*TASK INSTRUCTIONS*. The records appear below. Repeat them exactly.
START SUPPLIED DATA
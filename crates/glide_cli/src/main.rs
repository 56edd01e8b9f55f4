//! Glide CLI
//!
//! Drive the infinite carousel headlessly and manage its configuration.

use anyhow::{Context, Result};
use clap::{Parser, Subcommand};
use glide_animation::{is_scheduler_installed, GlobalSchedulerGuard};
use glide_carousel::{Simulation, Strip};
use glide_sections::Testimonial;
use std::path::{Path, PathBuf};
use tracing::{debug, info, warn};
use tracing_subscriber::{fmt, prelude::*, EnvFilter};

mod config;
mod script;

use config::GlideConfig;
use script::{parse_script, Step};

const DEFAULT_SCRIPT: &str = "next,next,wait:700,drag:-333,wait:500,prev,wait:700";

#[derive(Parser)]
#[command(name = "glide")]
#[command(version = env!("CARGO_PKG_VERSION"))]
#[command(about = "Headless infinite drag carousel", long_about = None)]
struct Cli {
    /// Enable verbose output
    #[arg(short, long, global = true)]
    verbose: bool,

    #[command(subcommand)]
    command: Commands,
}

#[derive(Subcommand)]
enum Commands {
    /// Run a scripted interaction against a simulated strip
    Simulate {
        /// Configuration file (defaults to ./glide.toml if present)
        #[arg(short, long)]
        config: Option<PathBuf>,

        /// Number of placeholder items (overrides the configured testimonials)
        #[arg(short = 'n', long)]
        items: Option<usize>,

        /// Card width in pixels
        #[arg(long)]
        card_width: Option<f32>,

        /// Gap between cards in pixels
        #[arg(long)]
        gap: Option<f32>,

        /// Comma-separated steps: next, prev, drag:<dx>, wait:<ms>, resize:<width>
        #[arg(short, long, default_value = DEFAULT_SCRIPT)]
        script: String,
    },

    /// Print the default configuration as TOML
    Config,

    /// Validate a configuration file
    Check {
        /// Configuration file
        #[arg(default_value = config::CONFIG_FILE)]
        file: PathBuf,
    },
}

fn main() -> Result<()> {
    let cli = Cli::parse();

    // Initialize logging
    let filter = if cli.verbose {
        EnvFilter::new("debug")
    } else {
        EnvFilter::new("info")
    };

    tracing_subscriber::registry()
        .with(fmt::layer())
        .with(filter)
        .init();

    match cli.command {
        Commands::Simulate {
            config,
            items,
            card_width,
            gap,
            script,
        } => cmd_simulate(config.as_deref(), items, card_width, gap, &script),

        Commands::Config => cmd_config(),

        Commands::Check { file } => cmd_check(&file),
    }
}

fn cmd_simulate(
    config_path: Option<&Path>,
    items: Option<usize>,
    card_width: Option<f32>,
    gap: Option<f32>,
    script: &str,
) -> Result<()> {
    let (mut config, source) = GlideConfig::resolve(config_path, Path::new("."))?;
    match &source {
        Some(path) => info!("Using configuration from {}", path.display()),
        None => debug!("No configuration file, using defaults"),
    }

    if let Some(width) = card_width {
        config.strip.card_width = width;
    }
    if let Some(gap) = gap {
        config.strip.gap = gap;
    }
    let testimonials = match items {
        Some(count) => Testimonial::placeholders(count),
        None => config.testimonials(),
    };
    config.validate().context("Invalid simulation settings")?;

    let steps = parse_script(script)?;
    if testimonials.is_empty() {
        warn!("No items to show; every step will be a no-op");
    }

    let mut sim = Simulation::new(
        Strip::new(testimonials),
        config.strip.layout(),
        config.carousel,
    );
    let _scheduler = GlobalSchedulerGuard::install(sim.scheduler_handle())
        .context("Failed to install the animation scheduler")?;
    debug!(installed = is_scheduler_installed(), "animation scheduler");

    info!(
        "Simulating {} items ({} slots, step {}px)",
        sim.carousel().strip().len(),
        sim.carousel().strip().slot_count(),
        config.strip.card_width + config.strip.gap
    );
    report(&sim, "mount");

    for step in steps {
        match step {
            Step::Next => sim.carousel_mut().next(),
            Step::Prev => sim.carousel_mut().previous(),
            Step::Drag(dx) => sim.drag(dx),
            Step::Wait(ms) => sim.run_for(ms),
            Step::Resize(width) => sim.resize(width),
        }
        report(&sim, &step.to_string());
    }

    if !sim.settle() {
        warn!("Carousel did not come to rest");
    }
    report(&sim, "settled");

    Ok(())
}

fn report(sim: &Simulation<Testimonial>, label: &str) {
    let name = sim
        .carousel()
        .current_item()
        .map(|t| t.name.as_str())
        .unwrap_or("-");
    info!(
        "[{:>6}ms] {:<12} {} ({})",
        sim.now_ms(),
        label,
        sim.snapshot(),
        name
    );
}

fn cmd_config() -> Result<()> {
    let text = GlideConfig::default().to_toml()?;
    println!("{}", text);
    Ok(())
}

fn cmd_check(file: &Path) -> Result<()> {
    let config = GlideConfig::load(file)?;
    info!(
        "{} is valid: {} items, card {}px + gap {}px",
        file.display(),
        config.testimonials().len(),
        config.strip.card_width,
        config.strip.gap
    );
    Ok(())
}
END SUPPLIED DATA
*EXERCISE RESULT*.
filename crates/glide_cli/src/main.rs
repository 56edd01e8b9f55f4
//! Glide CLI
//!
//! Drive the infinite carousel headlessly and manage its configuration.

use anyhow::{Context, Result};
use clap::{Parser, Subcommand};
use glide_animation::{is_scheduler_installed, GlobalSchedulerGuard};
use glide_carousel::{Simulation, Strip};
use glide_sections::Testimonial;
use std::path::{Path, PathBuf};
use tracing::{debug, info, warn};
use tracing_subscriber::{fmt, prelude::*, EnvFilter};

mod config;
mod script;

use config::GlideConfig;
use script::{parse_script, Step};

const DEFAULT_SCRIPT: &str = "next,next,wait:700,drag:-333,wait:500,prev,wait:700";

#[derive(Parser)]
#[command(name = "glide")]
#[command(version = env!("CARGO_PKG_VERSION"))]
#[command(about = "Headless infinite drag carousel", long_about = None)]
struct Cli {
    /// Enable verbose output
    #[arg(short, long, global = true)]
    verbose: bool,

    #[command(subcommand)]
    command: Commands,
}

#[derive(Subcommand)]
enum Commands {
    /// Run a scripted interaction against a simulated strip
    Simulate {
        /// Configuration file (defaults to ./glide.toml if present)
        #[arg(short, long)]
        config: Option<PathBuf>,

        /// Number of placeholder items (overrides the configured testimonials)
        #[arg(short = 'n', long)]
        items: Option<usize>,

        /// Card width in pixels
        #[arg(long)]
        card_width: Option<f32>,

        /// Gap between cards in pixels
        #[arg(long)]
        gap: Option<f32>,

        /// Comma-separated steps: next, prev, drag:<dx>, wait:<ms>, resize:<width>
        #[arg(short, long, default_value = DEFAULT_SCRIPT)]
        script: String,
    },

    /// Print the default configuration as TOML
    Config,

    /// Validate a configuration file
    Check {
        /// Configuration file
        #[arg(default_value = config::CONFIG_FILE)]
        file: PathBuf,
    },
}

fn main() -> Result<()> {
    let cli = Cli::parse();

    // Initialize logging
    let filter = if cli.verbose {
        EnvFilter::new("debug")
    } else {
        EnvFilter::new("info")
    };

    tracing_subscriber::registry()
        .with(fmt::layer())
        .with(filter)
        .init();

    match cli.command {
        Commands::Simulate {
            config,
            items,
            card_width,
            gap,
            script,
        } => cmd_simulate(config.as_deref(), items, card_width, gap, &script),

        Commands::Config => cmd_config(),

        Commands::Check { file } => cmd_check(&file),
    }
}

fn cmd_simulate(
    config_path: Option<&Path>,
    items: Option<usize>,
    card_width: Option<f32>,
    gap: Option<f32>,
    script: &str,
) -> Result<()> {
    let (mut config, source) = GlideConfig::resolve(config_path, Path::new("."))?;
    match &source {
        Some(path) => info!("Using configuration from {}", path.display()),
        None => debug!("No configuration file, using defaults"),
    }

    if let Some(width) = card_width {
        config.strip.card_width = width;
    }
    if let Some(gap) = gap {
        config.strip.gap = gap;
    }
    let testimonials = match items {
        Some(count) => Testimonial::placeholders(count),
        None => config.testimonials(),
    };
    config.validate().context("Invalid simulation settings")?;

    let steps = parse_script(script)?;
    if testimonials.is_empty() {
        warn!("No items to show; every step will be a no-op");
    }

    let mut sim = Simulation::new(
        Strip::new(testimonials),
        config.strip.layout(),
        config.carousel,
    );
    let _scheduler = GlobalSchedulerGuard::install(sim.scheduler_handle())
        .context("Failed to install the animation scheduler")?;
    debug!(installed = is_scheduler_installed(), "animation scheduler");

    info!(
        "Simulating {} items ({} slots, step {}px)",
        sim.carousel().strip().len(),
        sim.carousel().strip().slot_count(),
        config.strip.card_width + config.strip.gap
    );
    report(&sim, "mount");

    for step in steps {
        match step {
            Step::Next => sim.carousel_mut().next(),
            Step::Prev => sim.carousel_mut().previous(),
            Step::Drag(dx) => sim.drag(dx),
            Step::Wait(ms) => sim.run_for(ms),
            Step::Resize(width) => sim.resize(width),
        }
        report(&sim, &step.to_string());
    }

    if !sim.settle() {
        warn!("Carousel did not come to rest");
    }
    report(&sim, "settled");

    Ok(())
}

fn report(sim: &Simulation<Testimonial>, label: &str) {
    let name = sim
        .carousel()
        .current_item()
        .map(|t| t.name.as_str())
        .unwrap_or("-");
    info!(
        "[{:>6}ms] {:<12} {} ({})",
        sim.now_ms(),
        label,
        sim.snapshot(),
        name
    );
}

fn cmd_config() -> Result<()> {
    let text = GlideConfig::default().to_toml()?;
    println!("{}", text);
    Ok(())
}

fn cmd_check(file: &Path) -> Result<()> {
    let config = GlideConfig::load(file)?;
    info!(
        "{} is valid: {} items, card {}px + gap {}px",
        file.display(),
        config.testimonials().len(),
        config.strip.card_width,
        config.strip.gap
    );
    Ok(())
}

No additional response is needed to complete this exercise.